Mitos del amor romántico y cómo olvidarlos

¿Quién no ha escuchado en multitud de ocasiones las maravillas del amor romántico? ¿Pero sabías que estos mitos son el caldo de cultivo ideal para la perpetuación de la violencia de género y la limitación del desarrollo pleno de las personas? Te lo contamos en nuestro artículo.

“Eres mi alma gemela”, “Estamos hechos el uno para el otro”, “Cambiará porque me quiere”, “¿Cuándo aparecerá mi príncipe azul?”, “Los que se pelean, se desean”, “Fueron felices y comieron perdices”…

Seguro que, al leer estas frases, te vienen a la cabeza diferentes cuentos o películas que te encantan y que has visto a lo largo de tu vida. Incluso puede que se asome una pequeña sonrisa en tus labios. Contado así, parece no haber problema, solo es ficción, entretenimiento para pasar el rato, películas bonitas de amor.

Sin embargo, la realidad es que los medios de comunicación son uno de los principales agentes de socialización, ya que terminan conformando nuestras creencias. De hecho, si te fijas un poco más, verás que la mayor parte de las personas de tu entorno se comportan en base a estos mitos del amor romántico.

Es decir, nuestra manera de amar y de relacionarnos es un constructo social y cultural. Reproducimos aquello que vemos y lo catalogamos como normal o adecuado, sin plantearnos sus repercusiones. Pero atención, los mitos del amor romántico son el caldo de cultivo ideal para la perpetuación de la violencia de género, y además limitan el desarrollo pleno de las personas.

Identificar y cuestionar estas creencias es fundamental para prevenir las relaciones tóxicas. Existen multitud de mitos, hoy vamos a desmontar cinco de ellos.

1. La media naranja

Según este mito, solo existe un único amor verdadero en la vida que está predestinado y nos completa. Nos hace creer erróneamente que, antes de la llegada de esa persona maravillosa que aparece gracias a las confabulaciones del universo para traernos la plenitud, nuestra vida no tenía sentido.

Debemos ser conscientes de que esto es falso: tener pareja no es una condición indispensable para ser feliz. Ya somos una naranja completa, un limón, una chirimoya o lo que nos dé la gana de ser.

2. El mito del príncipe azul

Este mito perpetúa la idea de que existe un hombre ideal. Este hombre lo tiene todo: es inteligente, guapo, rico, valiente, fuerte, y además nos va a solucionar la vida. En resumen, es un semidios.

Sin embargo, la realidad es que este hombre no existe, ni falta qué hace, ya que las mujeres no son princesas que necesiten ser rescatadas. Esta creencia desempodera profundamente a las mujeres y dificulta la posibilidad de establecer una relación afectiva sana, al perseguir una expectativa inalcanzable.

3. El amor lo puede todo

Esta creencia sostiene que el amor es más fuerte que cualquier problema, nos lleva a creer que nuestra pareja cambiará porque nos quiere. Interiorizar esta idea supone ponerse una venda en los ojos que no permite ver comportamientos ofensivos y normaliza el conflicto.
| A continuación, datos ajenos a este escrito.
//! Record persistence.
//!
//! The batch controller only needs one operation: save a record and learn
//! whether it was stored or already existed. [`RecordStore`] is that seam.
//! Two implementations ship with the crate:
//!
//! * [`HttpRecordStore`] — the registration backend (`POST /upload`, or
//!   `POST /sheets/{id}/records` when grouping records into a sheet).
//! * [`JsonlRecordStore`] — an append-only local file, one JSON record per
//!   line, for offline runs.
//!
//! A duplicate is a normal outcome, not an error.

use crate::error::StoreError;
use crate::record::ChildRecord;
use reqwest::StatusCode;
use std::collections::HashSet;
use std::future::Future;
use std::path::{Path, PathBuf};
use std::time::Duration;
use tokio::io::AsyncWriteExt;
use tokio::sync::Mutex;
use tracing::{debug, warn};

/// What happened to a record handed to [`RecordStore::save`].
#[derive(Debug, Clone, Copy, PartialEq, Eq)]
pub enum SaveStatus {
    Saved,
    /// The store already holds this record; nothing was written.
    Duplicate,
}

/// Destination for extracted records.
pub trait RecordStore: Send + Sync {
    fn save(
        &self,
        record: &ChildRecord,
    ) -> impl Future<Output = Result<SaveStatus, StoreError>> + Send;
}

impl<S: RecordStore> RecordStore for std::sync::Arc<S> {
    fn save(
        &self,
        record: &ChildRecord,
    ) -> impl Future<Output = Result<SaveStatus, StoreError>> + Send {
        (**self).save(record)
    }
}

// ── HTTP backend ─────────────────────────────────────────────────────────────

/// Posts camelCase JSON records to the registration backend.
#[derive(Debug, Clone)]
pub struct HttpRecordStore {
    client: reqwest::Client,
    endpoint: String,
}

impl HttpRecordStore {
    /// `base_url` is the backend root, e.g. `http://localhost:5000`.
    pub fn new(
        base_url: &str,
        sheet_id: Option<&str>,
        timeout: Duration,
    ) -> Result<Self, StoreError> {
        let client = reqwest::Client::builder().timeout(timeout).build()?;
        Ok(Self {
            client,
            endpoint: endpoint_for(base_url, sheet_id),
        })
    }

    pub fn endpoint(&self) -> &str {
        &self.endpoint
    }
}

fn endpoint_for(base_url: &str, sheet_id: Option<&str>) -> String {
    let base = base_url.trim_end_matches('/');
    match sheet_id.map(str::trim).filter(|s| !s.is_empty()) {
        Some(id) => format!("{base}/sheets/{id}/records"),
        None => format!("{base}/upload"),
    }
}

/// Classify a backend response.
///
/// 409 → duplicate. Other non-2xx → error. A 2xx body of
/// `{"duplicate": true}` → duplicate; `{"ok": false}` → error. Bodies that
/// are not JSON are accepted as saved.
fn classify(status: StatusCode, body: String) -> Result<SaveStatus, StoreError> {
    if status == StatusCode::CONFLICT {
        return Ok(SaveStatus::Duplicate);
    }
    if !status.is_success() {
        return Err(StoreError::Status {
            status: status.as_u16(),
            body,
        });
    }
    let Ok(json) = serde_json::from_str::<serde_json::Value>(&body) else {
        return Ok(SaveStatus::Saved);
    };
    if json.get("duplicate").and_then(|v| v.as_bool()) == Some(true) {
        return Ok(SaveStatus::Duplicate);
    }
    if json.get("ok").and_then(|v| v.as_bool()) == Some(false) {
        return Err(StoreError::Status {
            status: status.as_u16(),
            body,
        });
    }
    Ok(SaveStatus::Saved)
}

impl RecordStore for HttpRecordStore {
    async fn save(&self, record: &ChildRecord) -> Result<SaveStatus, StoreError> {
        let response = self.client.post(&self.endpoint).json(record).send().await?;
        let status = response.status();
        let body = response.text().await.unwrap_or_default();
        debug!("POST {} → {}", self.endpoint, status);
        classify(status, body)
    }
}

// ── JSONL file ───────────────────────────────────────────────────────────────

struct JsonlState {
    keys: HashSet<String>,
    file: tokio::fs::File,
}

/// Appends records to a local JSON-lines file.
///
/// Duplicates are detected by child number (case-insensitive), or by name
/// plus date of birth when the child number is missing. Records with
/// neither are always appended.
pub struct JsonlRecordStore {
    path: PathBuf,
    state: Mutex<JsonlState>,
}

impl JsonlRecordStore {
    /// Open (or create) `path`, indexing any records already in it.
    pub async fn open(path: impl AsRef<Path>) -> Result<Self, StoreError> {
        let path = path.as_ref().to_path_buf();
        let mut keys = HashSet::new();

        match tokio::fs::read_to_string(&path).await {
            Ok(existing) => {
                for (n, line) in existing.lines().enumerate() {
                    if line.trim().is_empty() {
                        continue;
                    }
                    match serde_json::from_str::<ChildRecord>(line) {
                        Ok(record) => keys.extend(dedup_key(&record)),
                        Err(e) => warn!("{}:{}: skipping unreadable line: {}", path.display(), n + 1, e),
                    }
                }
            }
            Err(e) if e.kind() == std::io::ErrorKind::NotFound => {}
            Err(e) => return Err(e.into()),
        }

        let file = tokio::fs::OpenOptions::new()
            .create(true)
            .append(true)
            .open(&path)
            .await?;

        debug!("Opened {} ({} existing records)", path.display(), keys.len());
        Ok(Self {
            path,
            state: Mutex::new(JsonlState { keys, file }),
        })
    }

    pub fn path(&self) -> &Path {
        &self.path
    }
}

fn dedup_key(record: &ChildRecord) -> Option<String> {
    let number = record.child_number.trim();
    if !number.is_empty() {
        return Some(format!("no:{}", number.to_lowercase()));
    }
    let name = record.name.trim();
    if !name.is_empty() {
        return Some(format!(
            "nd:{}|{}",
            name.to_lowercase(),
            record.date_of_birth.trim()
        ));
    }
    None
}

impl RecordStore for JsonlRecordStore {
    async fn save(&self, record: &ChildRecord) -> Result<SaveStatus, StoreError> {
        let key = dedup_key(record);
        let mut state = self.state.lock().await;

        if let Some(ref k) = key {
            if state.keys.contains(k) {
                return Ok(SaveStatus::Duplicate);
            }
        }

        let mut line = serde_json::to_string(record)?;
        line.push('\n');
        state.file.write_all(line.as_bytes()).await?;
        state.file.flush().await?;

        if let Some(k) = key {
            state.keys.insert(k);
        }
        Ok(SaveStatus::Saved)
    }
}

#[cfg(test)]
mod tests {
    use super::*;

    fn record(name: &str, number: &str, dob: &str) -> ChildRecord {
        ChildRecord {
            name: name.into(),
            child_number: number.into(),
            date_of_birth: dob.into(),
            ..Default::default()
        }
    }

    #[test]
    fn endpoint_with_and_without_sheet() {
        assert_eq!(endpoint_for("http://h:5000/", None), "http://h:5000/upload");
        assert_eq!(
            endpoint_for("http://h:5000", Some("abc")),
            "http://h:5000/sheets/abc/records"
        );
        assert_eq!(endpoint_for("http://h", Some("  ")), "http://h/upload");
    }

    #[test]
    fn classify_responses() {
        assert_eq!(
            classify(StatusCode::CONFLICT, String::new()).unwrap(),
            SaveStatus::Duplicate
        );
        assert_eq!(
            classify(StatusCode::OK, r#"{"ok":true,"data":{}}"#.into()).unwrap(),
            SaveStatus::Saved
        );
        assert_eq!(
            classify(StatusCode::OK, r#"{"ok":true,"duplicate":true}"#.into()).unwrap(),
            SaveStatus::Duplicate
        );
        assert_eq!(
            classify(StatusCode::CREATED, "created".into()).unwrap(),
            SaveStatus::Saved
        );
        let err = classify(StatusCode::BAD_REQUEST, "no json received".into()).unwrap_err();
        assert!(matches!(err, StoreError::Status { status: 400, .. }));
        assert!(classify(StatusCode::OK, r#"{"ok":false}"#.into()).is_err());
    }

    #[tokio::test]
    async fn jsonl_detects_duplicates_across_reopen() {
        let dir = tempfile::tempdir().unwrap();
        let path = dir.path().join("records.jsonl");

        let store = JsonlRecordStore::open(&path).await.unwrap();
        assert_eq!(store.save(&record("Ravi", "HAC-1", "")).await.unwrap(), SaveStatus::Saved);
        assert_eq!(
            store.save(&record("Someone Else", "hac-1", "")).await.unwrap(),
            SaveStatus::Duplicate
        );
        assert_eq!(
            store.save(&record("Sita", "", "01 Jan 2015")).await.unwrap(),
            SaveStatus::Saved
        );
        drop(store);

        let store = JsonlRecordStore::open(&path).await.unwrap();
        assert_eq!(
            store.save(&record("sita", "", "01 Jan 2015")).await.unwrap(),
            SaveStatus::Duplicate
        );
        let lines = tokio::fs::read_to_string(&path).await.unwrap();
        assert_eq!(lines.lines().count(), 2);
    }

    #[tokio::test]
    async fn jsonl_keyless_records_always_append() {
        let dir = tempfile::tempdir().unwrap();
        let store = JsonlRecordStore::open(dir.path().join("r.jsonl")).await.unwrap();
        let blank = ChildRecord::default();
        assert_eq!(store.save(&blank).await.unwrap(), SaveStatus::Saved);
        assert_eq!(store.save(&blank).await.unwrap(), SaveStatus::Saved);
    }
}
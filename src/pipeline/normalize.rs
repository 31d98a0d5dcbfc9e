//! Text normalisation: one deterministic cleanup pass per page.
//!
//! Text layers and OCR output disagree on line endings, leave column padding
//! as long runs of spaces, and scatter blank lines between form rows. The
//! field patterns are written against a single canonical shape, so every page
//! passes through [`normalize_text`] exactly once before extraction.
//!
//! ## Rule Order
//!
//! Invisible characters go first so they cannot split a whitespace run.
//! Carriage returns become newlines before blank-line collapsing so that
//! `\r\n\r\n` is recognised as a blank line. Trimming runs last.

use once_cell::sync::Lazy;
use regex::Regex;

/// Apply all normalisation rules to raw page text.
///
/// Rules (applied in order):
/// 1. Strip invisible Unicode (zero-width spaces, BOM, soft hyphens)
/// 2. Carriage returns → newlines
/// 3. Runs of 2+ spaces/tabs → one space
/// 4. Runs of blank (or whitespace-only) lines → a single newline
/// 5. Trim surrounding whitespace
pub fn normalize_text(input: &str) -> String {
    let s = remove_invisible_chars(input);
    let s = normalise_line_endings(&s);
    let s = collapse_horizontal_whitespace(&s);
    let s = collapse_blank_lines(&s);
    s.trim().to_string()
}

// ── Rule 1: Remove invisible Unicode characters ─────────────────────────────

fn remove_invisible_chars(input: &str) -> String {
    input.replace(
        [
            '\u{200B}', '\u{FEFF}', '\u{00AD}', '\u{200C}', '\u{200D}', '\u{2060}', '\u{FFFE}',
        ],
        "",
    )
}

// ── Rule 2: Normalise line endings ───────────────────────────────────────────

fn normalise_line_endings(input: &str) -> String {
    input.replace('\r', "\n")
}

// ── Rule 3: Collapse horizontal whitespace ──────────────────────────────────

static RE_HSPACE: Lazy<Regex> = Lazy::new(|| Regex::new(r"[ \t]{2,}").unwrap());

fn collapse_horizontal_whitespace(input: &str) -> String {
    RE_HSPACE.replace_all(input, " ").into_owned()
}

// ── Rule 4: Collapse blank lines ─────────────────────────────────────────────

static RE_BLANK_LINES: Lazy<Regex> = Lazy::new(|| Regex::new(r"\n(?:[ \t]*\n)+").unwrap());

fn collapse_blank_lines(input: &str) -> String {
    RE_BLANK_LINES.replace_all(input, "\n").into_owned()
}

// ── Tests ────────────────────────────────────────────────────────────────────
Pero, recuerda: no hay ninguna excusa que justifique la violencia. Las relaciones de pareja deben basarse en el buen trato y el respeto siempre, y no todo se puede perdonar. Trabajar en nuestra autoestima es fundamental para establecer límites y poner fin a aquellas relaciones que nos hacen daño.

4. El amor es entrega total

Según este mito, la relación de pareja debe convertirse en el centro de nuestra existencia. Esto nos lleva a fusionarnos con la otra persona, dejando nuestro espacio propio en un plano secundario. Así, aparece la dependencia hacia la pareja, y la exigencia de que sea ella la responsable única de nuestra felicidad. La imposibilidad de cumplir esta expectativa, junto con la despersonalización que conlleva olvidarnos de nuestra propia identidad, supone una terrible frustración.

Mantener nuestro círculo social es muy importante, la pareja es una parcela más de la vida, no la única. En caso de sufrir violencia de género, el aislamiento social supone una dificultad añadida para salir del círculo de la violencia.

5. Si no hay celos, no hay amor

Este mito sostiene que los celos son una muestra de amor. De esta manera, amor y posesión van de la mano, y se limitan las relaciones a la monogamia como única forma posible.

Normalizar los celos supone legitimar las actitudes de control en la pareja, tales como revisar el móvil, restringir las amistades con personas del sexo opuesto, o prohibir el uso de prendas consideradas provocativas.

Las relaciones afectivas siempre deben basarse en la confianza.